My mother died this past summer after a long battle with multiple sclerosis. Almost forty years ago, her diagnosis began a great struggle for me in my faith journey. I remember fervently praying as a young child for the Lord to heal my mother of her disease. It was my almost daily prayer then. I recall that, as the years passed and my mother’s disease slowly progressed, I vacillated between anger and hope. 

As a teenager, I felt pangs of guilt when I forgot to pray for my mother, as if my lack of prayer somehow contributed to my mother’s disease. Maybe my mother wasn’t getting better because I didn’t have enough faith? What does one do with unanswered prayer? My response as I moved into adulthood was to give up on praying about my mother’s disease. I couldn’t reconcile the idea of praying with faith as those who have hope, with praying for something that seemed to be immutable. 

Yet my mother’s response to all of this was largely gratitude. While she had many moments of frustration, fear, and regret, she continually clung to the goodness of God and saw, instead of a broken body, a woman who had been given the richest of gifts in Jesus. 

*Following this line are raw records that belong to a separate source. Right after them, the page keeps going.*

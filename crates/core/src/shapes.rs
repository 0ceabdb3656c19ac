//! Shapes module - piece orientation matrices and color tags
//!
//! Each kind has a square occupancy matrix (2x2 for O, 4x4 for I, 3x3 for the
//! rest). The clockwise rotation cycle is derived from the spawn matrix by
//! rotating it a quarter turn at a time, so every cycle closes after four
//! turns. O has a single distinct state.
//!
//! Matrix coordinates are `(row, col)` inside the piece's local frame, with
//! row growing downward like the playfield.

use arrayvec::ArrayVec;

use crate::types::{PieceColor, PieceKind, Rotation};

/// Largest matrix side of any piece (the I piece)
pub const MAX_ORIENTATION_SIZE: usize = 4;

/// Occupied cell offset `(row, col)` inside an orientation matrix
pub type CellOffset = (i16, i16);

/// One rotational state: a square occupancy matrix.
#[derive(Debug, Clone, Copy, PartialEq, Eq, Hash)]
pub struct Orientation {
    size: u8,
    cells: [[bool; MAX_ORIENTATION_SIZE]; MAX_ORIENTATION_SIZE],
}

impl Orientation {
    /// Build an orientation from the top-left `size` x `size` block of `rows`.
    pub const fn from_rows(size: u8, rows: [[u8; MAX_ORIENTATION_SIZE]; MAX_ORIENTATION_SIZE]) -> Self {
        assert!(size as usize <= MAX_ORIENTATION_SIZE);
        let n = size as usize;
        let mut cells = [[false; MAX_ORIENTATION_SIZE]; MAX_ORIENTATION_SIZE];
        let mut r = 0;
        while r < n {
            let mut c = 0;
            while c < n {
                cells[r][c] = rows[r][c] != 0;
                c += 1;
            }
            r += 1;
        }
        Self { size, cells }
    }

    /// Matrix side length. This is also the width used to center spawns.
    pub fn size(&self) -> u8 {
        self.size
    }

    /// Whether local cell `(row, col)` is occupied. Outside the matrix is empty.
    pub fn is_occupied(&self, row: usize, col: usize) -> bool {
        row < self.size as usize && col < self.size as usize && self.cells[row][col]
    }

    /// Occupied offsets in row-major order.
    pub fn cells(&self) -> ArrayVec<CellOffset, 16> {
        let n = self.size as usize;
        let mut out = ArrayVec::new();
        for r in 0..n {
            for c in 0..n {
                if self.cells[r][c] {
                    out.push((r as i16, c as i16));
                }
            }
        }
        out
    }

    /// The matrix turned a quarter turn clockwise.
    ///
    /// Local cell `(r, c)` moves to `(c, n - 1 - r)`.
    pub const fn rotated_cw(&self) -> Self {
        let n = self.size as usize;
        let mut cells = [[false; MAX_ORIENTATION_SIZE]; MAX_ORIENTATION_SIZE];
        let mut r = 0;
        while r < n {
            let mut c = 0;
            while c < n {
                cells[c][n - 1 - r] = self.cells[r][c];
                c += 1;
            }
            r += 1;
        }
        Self {
            size: self.size,
            cells,
        }
    }
}

const I_SPAWN: Orientation = Orientation::from_rows(
    4,
    [[0, 0, 0, 0], [1, 1, 1, 1], [0, 0, 0, 0], [0, 0, 0, 0]],
);

const J_SPAWN: Orientation = Orientation::from_rows(
    3,
    [[1, 0, 0, 0], [1, 1, 1, 0], [0, 0, 0, 0], [0, 0, 0, 0]],
);

const L_SPAWN: Orientation = Orientation::from_rows(
    3,
    [[0, 0, 1, 0], [1, 1, 1, 0], [0, 0, 0, 0], [0, 0, 0, 0]],
);

const O_SPAWN: Orientation = Orientation::from_rows(
    2,
    [[1, 1, 0, 0], [1, 1, 0, 0], [0, 0, 0, 0], [0, 0, 0, 0]],
);

const S_SPAWN: Orientation = Orientation::from_rows(
    3,
    [[0, 1, 1, 0], [1, 1, 0, 0], [0, 0, 0, 0], [0, 0, 0, 0]],
);

const T_SPAWN: Orientation = Orientation::from_rows(
    3,
    [[0, 1, 0, 0], [1, 1, 1, 0], [0, 0, 0, 0], [0, 0, 0, 0]],
);

const Z_SPAWN: Orientation = Orientation::from_rows(
    3,
    [[1, 1, 0, 0], [0, 1, 1, 0], [0, 0, 0, 0], [0, 0, 0, 0]],
);

const fn cycle(spawn: Orientation) -> [Orientation; 4] {
    let east = spawn.rotated_cw();
    let south = east.rotated_cw();
    let west = south.rotated_cw();
    [spawn, east, south, west]
}

static I_CYCLE: [Orientation; 4] = cycle(I_SPAWN);
static J_CYCLE: [Orientation; 4] = cycle(J_SPAWN);
static L_CYCLE: [Orientation; 4] = cycle(L_SPAWN);
static O_CYCLE: [Orientation; 1] = [O_SPAWN];
static S_CYCLE: [Orientation; 4] = cycle(S_SPAWN);
static T_CYCLE: [Orientation; 4] = cycle(T_SPAWN);
static Z_CYCLE: [Orientation; 4] = cycle(Z_SPAWN);

/// Rotation states of `kind` in clockwise order, starting at the spawn state.
///
/// The sequence is cyclic: the state after the last one is the first.
pub fn orientations_of(kind: PieceKind) -> &'static [Orientation] {
    match kind {
        PieceKind::I => &I_CYCLE,
        PieceKind::J => &J_CYCLE,
        PieceKind::L => &L_CYCLE,
        PieceKind::O => &O_CYCLE,
        PieceKind::S => &S_CYCLE,
        PieceKind::T => &T_CYCLE,
        PieceKind::Z => &Z_CYCLE,
    }
}

/// Orientation of `kind` at `rotation`, wrapping for kinds with fewer states.
pub fn orientation_of(kind: PieceKind, rotation: Rotation) -> Orientation {
    let states = orientations_of(kind);
    states[rotation.index() % states.len()]
}

/// Spawn orientation for a new piece
pub fn spawn_orientation(kind: PieceKind) -> Orientation {
    orientations_of(kind)[0]
}

/// The rotation state that follows `rotation` in the kind's clockwise cycle.
pub fn next_rotation(kind: PieceKind, rotation: Rotation) -> Rotation {
    let len = orientations_of(kind).len();
    Rotation::from_index((rotation.index() % len + 1) % len)
}

/// Render color tag for a kind
pub fn color_of(kind: PieceKind) -> PieceColor {
    match kind {
        PieceKind::I => PieceColor::Cyan,
        PieceKind::J => PieceColor::Blue,
        PieceKind::L => PieceColor::Orange,
        PieceKind::O => PieceColor::Yellow,
        PieceKind::S => PieceColor::Green,
        PieceKind::T => PieceColor::Purple,
        PieceKind::Z => PieceColor::Red,
    }
}
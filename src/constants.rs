//! Centralized constants for keepawake
//!
//! This module contains all configurable numerical values used throughout
//! the application. Each constant includes documentation on its purpose,
//! unit, and recommended value range.

/// Human readable application name, shown in help and the startup banner.
pub const APP_NAME: &str = "Keep Soundbar Awake";

/// Name of the installed binary, used as clap's program name.
pub const BIN_NAME: &str = "keepawake";

// ============================================================================
// SCHEDULING
// ============================================================================

/// Default interval between tones.
/// Unit: minutes
/// Recommended range: 1-15 (most soundbars sleep after 10-20 minutes of silence)
pub const DEFAULT_PERIOD_MINUTES: u64 = 5;

/// Longest accepted interval between tones (one week).
/// Unit: minutes
/// Range: anything much larger defeats the purpose and risks timer overflow
pub const MAX_PERIOD_MINUTES: u64 = 7 * 24 * 60;

/// Seconds in one day; also the value of the 24:00 end-of-day bound.
/// Unit: seconds
/// Range: Fixed, do not change
pub const SECONDS_PER_DAY: u32 = 86_400;

/// Name given to the background scheduler thread.
pub const SCHEDULER_THREAD_NAME: &str = "keepawake-scheduler";

// ============================================================================
// PLAYBACK
// ============================================================================

/// Volume applied to the playback sink for every tone.
/// Unit: linear gain (1.0 = unchanged)
/// Recommended range: 0.2-1.0 (too low and some amplifiers won't detect a signal)
pub const PLAYBACK_VOLUME: f32 = 0.5;

// ============================================================================
// TONE SYNTHESIS
// ============================================================================

/// Frequency of the default keep-awake tone, above most adults' hearing.
/// Unit: Hz
/// Range: must stay below TONE_SAMPLE_RATE / 2
pub const SILENT_TONE_HZ: f32 = 19_000.0;

/// Frequency of the audible test tone (`--test`).
/// Unit: Hz
pub const TEST_TONE_HZ: f32 = 1_000.0;

/// Length of each tone.
/// Unit: seconds
/// Recommended range: 1-5
pub const TONE_DURATION_SECS: u32 = 3;

/// Sample rate of the synthesised WAV buffer.
/// Unit: Hz
pub const TONE_SAMPLE_RATE: u32 = 44_100;

/// Peak amplitude of the synthesised sine before the playback volume is applied.
/// Unit: fraction of full scale (0.0-1.0)
pub const TONE_AMPLITUDE: f32 = 0.5;

/// Linear fade applied at both ends of the tone to avoid audible clicks.
/// Unit: milliseconds
/// Recommended range: 5-50
pub const TONE_FADE_MS: u32 = 20;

Mary’s words in the Magnificat reflect my mother’s lived experience: “My spirit rejoices in God my Savior” (Luke 1:47). This otherworldly response shone in the way my mother treated others. Everyone who knew her said that she was one of the kindest people they’d ever known. How could I not be moved witnessing my mother’s kindness despite the difficulties of living with a chronic disease? Indeed, her last few months of life were a testimony to the power of God’s love. Though confined to her bed, unable to move more than one arm and her head, my mother smiled, laughed, told me and the rest of the family that she loved us, and continually worried that we were all doing too much when we helped her. 

In her final weeks, when it was so very difficult for her physically and cognitively to communicate with us, and her mind wandered, and we weren’t even sure that she recognized us, I’ll never forget how reading scripture to her or even talking about God would elicit an “Amen” from my mother. It was as if her whole being was attuned to what is true. After my visits with her, rather than feeling depressed or weighed down, I felt a lightness, a freedom that comes from experiencing love. 

“My spirit rejoices in God my Savior.” How can this be? I wonder if, when stripped of everything, my mother clung to a truth that never fails—the love of God for his children—and that witnessing this love in action affected those who were with her. I know that in those moments with her, there was nothing I could bring, no words I could pray that would change her situation and make her well; but I did learn to cling, as my mother did, to the truth of God’s love for us.